Discrimination of two fibroblast progenitor populations in early explant cultures of hamster gingiva.

Numerous metabolic studies have demonstrated heterogeneity of fibroblast populations in culture, yet little is known about the structure of fibroblast populations in adult tissues in vivo. To determine if populations of both cycling and non-cycling cells are present in gingiva, hamsters were labelled with [3H]-thymidine to label cycling cells in vivo, and explanted biopsies were subsequently incubated with bromodeoxyuridine to label cycling cells in vitro. Cycling cells were identified by combined immunohistochemistry and radioautography. Fibroblasts were recognized by the presence of vimentin and the absence of keratin as determined by immunofluorescence. The largest proportion of cells were double-labelled with [3H]-thymidine and bromodeoxyuridine (43.8%) indicating the presence of actively cycling populations that maintained their proliferative status upon explanation. Cultures also exhibited a second population of cells labelled only with bromodeoxyuridine (38.7%) that did not cycle in vivo, but retained the capacity for proliferation in vitro. However, limiting dilution analysis of single-cell suspensions revealed only a single class of progenitors capable of forming large colonies in vitro. Approximately 1 in 190 plated cells was capable of colony-formation, indicating that, upon explanation, a subset of the cycling cells in vitro exhibits extensive proliferative capacity.
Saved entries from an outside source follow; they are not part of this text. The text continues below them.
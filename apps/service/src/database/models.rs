use std::fmt;
use std::sync::Arc;

use serde::{Deserialize, Serialize};
use uuid::Uuid;

use crate::monitoring::types::ProbeRecord;

/// Store-scoped identity of a record. Only used for targeted deletion,
/// never for ordering.
#[derive(Debug, Clone, Copy, PartialEq, Eq, Hash, Serialize, Deserialize)]
#[serde(transparent)]
pub struct RecordId(Uuid);

impl RecordId {
    pub fn new() -> Self {
        Self(Uuid::new_v4())
    }
}

impl Default for RecordId {
    fn default() -> Self {
        Self::new()
    }
}

impl fmt::Display for RecordId {
    fn fmt(&self, f: &mut fmt::Formatter<'_>) -> fmt::Result {
        self.0.fmt(f)
    }
}

/// One line of the record log: the probe outcome plus its id
#[derive(Debug, Clone, PartialEq, Eq, Serialize, Deserialize)]
pub struct StoredRecord {
    pub id: RecordId,
    #[serde(flatten)]
    pub record: ProbeRecord,
}

impl StoredRecord {
    pub fn new(record: ProbeRecord) -> Self {
        Self { id: RecordId::new(), record }
    }
}

/// Filter applied by a scan
pub type RecordPredicate = Box<dyn Fn(&ProbeRecord) -> bool + Send + Sync>;

/// Borrowed keep-predicate used by compaction. The explicit `for<'r>` keeps
/// it higher-ranked inside `async_trait` methods.
pub type RetainFn<'a> = dyn for<'r> Fn(&'r ProbeRecord) -> bool + Send + Sync + 'a;

/// Lazy, one-shot pass over a snapshot of the store.
///
/// The snapshot is taken when the scan starts; appends made afterwards are
/// not visible to it and it never holds a store lock while iterating.
pub struct RecordScan {
    snapshot: Arc<Vec<StoredRecord>>,
    position: usize,
    predicate: RecordPredicate,
}

impl RecordScan {
    pub fn new(snapshot: Arc<Vec<StoredRecord>>, predicate: RecordPredicate) -> Self {
        Self { snapshot, position: 0, predicate }
    }

    /// Drop the ids and keep only the probe outcomes
    pub fn records(self) -> impl Iterator<Item = ProbeRecord> {
        self.map(|stored| stored.record)
    }
}

impl Iterator for RecordScan {
    type Item = StoredRecord;

    fn next(&mut self) -> Option<Self::Item> {
        while let Some(stored) = self.snapshot.get(self.position) {
            self.position += 1;
            if (self.predicate)(&stored.record) {
                return Some(stored.clone());
            }
        }
        None
    }

    fn size_hint(&self) -> (usize, Option<usize>) {
        (0, Some(self.snapshot.len().saturating_sub(self.position)))
    }
}
use std::error::Error as StdError;
use std::io;
use std::time::Duration;

use reqwest::header::{ACCEPT, HeaderMap, HeaderValue, USER_AGENT};
use reqwest::redirect::Policy;
use thiserror::Error;
use tokio::time::timeout;

use super::validation::parse_method;
use crate::config::ServiceConfig;

const PROBE_USER_AGENT: &str = "vigil-status-monitor/1.0";
const PROBE_ACCEPT: &str = "text/html,application/json,*/*";

/// Why a check produced no HTTP response
#[derive(Debug, Clone, PartialEq, Eq, Error)]
pub enum CheckFailure {
    #[error("Service timed out")]
    TimedOut,

    #[error("Service not found (DNS resolution failed)")]
    DnsResolution,

    #[error("Connection refused")]
    ConnectionRefused,

    #[error("Connection reset")]
    ConnectionReset,

    #[error("Error: {0}")]
    Transport(String),

    /// The service definition itself cannot be probed
    #[error("{0}")]
    InvalidService(String),
}

/// Checker trait for the kinds of endpoint a service may be
#[async_trait::async_trait]
pub trait Checker: Send + Sync {
    /// Perform one request against `service` and return the HTTP status code.
    ///
    /// Implementations must give up after `deadline`.
    async fn check(&self, service: &ServiceConfig, deadline: Duration) -> Result<u16, CheckFailure>;
}

/// HTTP/HTTPS checker. Redirects are never followed.
pub struct HttpChecker {
    client: reqwest::Client,
}

impl HttpChecker {
    pub fn new() -> reqwest::Result<Self> {
        let mut headers = HeaderMap::new();
        headers.insert(ACCEPT, HeaderValue::from_static(PROBE_ACCEPT));
        headers.insert(USER_AGENT, HeaderValue::from_static(PROBE_USER_AGENT));

        let client = reqwest::Client::builder()
            .redirect(Policy::none())
            .default_headers(headers)
            .build()?;

        Ok(Self { client })
    }
}

#[async_trait::async_trait]
impl Checker for HttpChecker {
    async fn check(&self, service: &ServiceConfig, deadline: Duration) -> Result<u16, CheckFailure> {
        let method = parse_method(&service.method)
            .map_err(|e| CheckFailure::InvalidService(e.to_string()))?;

        let request = self.client.request(method, &service.url).timeout(deadline).send();

        let response = timeout(deadline, request)
            .await
            .map_err(|_| CheckFailure::TimedOut)?
            .map_err(classify_transport_error)?;

        Ok(response.status().as_u16())
    }
}

/// Map a reqwest failure onto the specific transport condition behind it
fn classify_transport_error(error: reqwest::Error) -> CheckFailure {
    if error.is_timeout() {
        return CheckFailure::TimedOut;
    }
    if error.is_builder() {
        return CheckFailure::InvalidService(error.to_string());
    }

    let mut source: Option<&(dyn StdError + 'static)> = error.source();
    while let Some(cause) = source {
        if let Some(io_error) = cause.downcast_ref::<io::Error>() {
            match io_error.kind() {
                io::ErrorKind::ConnectionRefused => return CheckFailure::ConnectionRefused,
                io::ErrorKind::ConnectionReset | io::ErrorKind::ConnectionAborted => {
                    return CheckFailure::ConnectionReset;
                }
                io::ErrorKind::TimedOut => return CheckFailure::TimedOut,
                _ => {}
            }
        }
        if is_dns_failure(&cause.to_string()) {
            return CheckFailure::DnsResolution;
        }
        source = cause.source();
    }

    CheckFailure::Transport(error_chain(&error))
}

fn is_dns_failure(message: &str) -> bool {
    let message = message.to_lowercase();
    message.contains("dns error")
        || message.contains("failed to lookup address")
        || message.contains("name or service not known")
        || message.contains("no such host")
}

/// Render an error with all of its causes, e.g. `error sending request: connection closed`
fn error_chain(error: &(dyn StdError + 'static)) -> String {
    let mut rendered = error.to_string();
    let mut source = error.source();
    while let Some(cause) = source {
        let cause_text = cause.to_string();
        if !rendered.contains(&cause_text) {
            rendered.push_str(": ");
            rendered.push_str(&cause_text);
        }
        source = cause.source();
    }
    rendered
}
use actix_web::http::StatusCode;
use actix_web::{HttpResponse, ResponseError, get, post, web};
use serde::{Deserialize, Serialize};
use thiserror::Error;
use tracing::error;
use vigil_service::Orchestrator;

macros_utils::routes! {
    route status_route,
    route history_route,
    route service_history_route,
    route uptime_route,
    route check_route,
}

const DEFAULT_DAYS: u32 = 7;
const MAX_DAYS: u32 = 365;

/// Response envelope shared by every API route
#[derive(Debug, Serialize)]
struct Envelope<T: Serialize> {
    success: bool,
    #[serde(skip_serializing_if = "Option::is_none")]
    data: Option<T>,
    #[serde(skip_serializing_if = "Option::is_none")]
    error: Option<String>,
}

fn ok<T: Serialize>(data: T) -> HttpResponse {
    HttpResponse::Ok().json(Envelope { success: true, data: Some(data), error: None })
}

#[derive(Debug, Error)]
#[error("{0:#}")]
pub struct ApiError(#[from] anyhow::Error);

impl ResponseError for ApiError {
    fn status_code(&self) -> StatusCode {
        StatusCode::INTERNAL_SERVER_ERROR
    }

    fn error_response(&self) -> HttpResponse {
        HttpResponse::build(self.status_code()).json(Envelope::<()> {
            success: false,
            data: None,
            error: Some(self.to_string()),
        })
    }
}

/// `?days=N` lookback window
#[derive(Debug, Default, Deserialize)]
pub struct WindowQuery {
    days: Option<String>,
}

impl WindowQuery {
    /// Days in the window. Missing or unparsable values fall back to the
    /// default; the result is clamped to `1..=365`.
    fn days(&self) -> u32 {
        self.days
            .as_deref()
            .and_then(|days| days.trim().parse::<i64>().ok())
            .and_then(|days| u32::try_from(days.clamp(1, i64::from(MAX_DAYS))).ok())
            .unwrap_or(DEFAULT_DAYS)
    }
}

/// Latest status for all services
#[get("/api/status")]
pub async fn status_route(monitor: web::Data<Orchestrator>) -> Result<HttpResponse, ApiError> {
    let status = monitor.latest_status().await.inspect_err(|e| error!("Error fetching status: {e:#}"))?;
    Ok(ok(status))
}

/// Status history for all services
#[get("/api/history")]
pub async fn history_route(
    monitor: web::Data<Orchestrator>,
    query: web::Query<WindowQuery>,
) -> Result<HttpResponse, ApiError> {
    let history = monitor
        .all_history(query.days())
        .await
        .inspect_err(|e| error!("Error fetching history: {e:#}"))?;
    Ok(ok(history))
}

/// Status history for one service
#[get("/api/history/{service}")]
pub async fn service_history_route(
    monitor: web::Data<Orchestrator>,
    service: web::Path<String>,
    query: web::Query<WindowQuery>,
) -> Result<HttpResponse, ApiError> {
    let history = monitor
        .history(&service, query.days())
        .await
        .inspect_err(|e| error!("Error fetching service history: {e:#}"))?;
    Ok(ok(history))
}

/// Uptime for every configured service
#[get("/api/uptime")]
pub async fn uptime_route(
    monitor: web::Data<Orchestrator>,
    query: web::Query<WindowQuery>,
) -> Result<HttpResponse, ApiError> {
    let uptime = monitor
        .all_uptime(query.days())
        .await
        .inspect_err(|e| error!("Error calculating uptime: {e:#}"))?;
    Ok(ok(uptime))
}

/// Run every check now and answer with the fresh status
#[post("/api/check")]
pub async fn check_route(monitor: web::Data<Orchestrator>) -> Result<HttpResponse, ApiError> {
    let status = monitor.check_now().await.inspect_err(|e| error!("Error triggering health check: {e:#}"))?;
    Ok(ok(status))
}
There was also a small population of cells unlabeled with either [3H]-thymidine or bromodeoxyuridine (9.4%) that appeared to be terminally differentiated. Different substrates, including glass and thin films of gelatin and collagen, did not significantly alter the fraction of cells labelled with [3H]-thymidine. These data demonstrate the existence of 2 separate progenitor-cell populations with different capacities for proliferation in vivo and in vitro.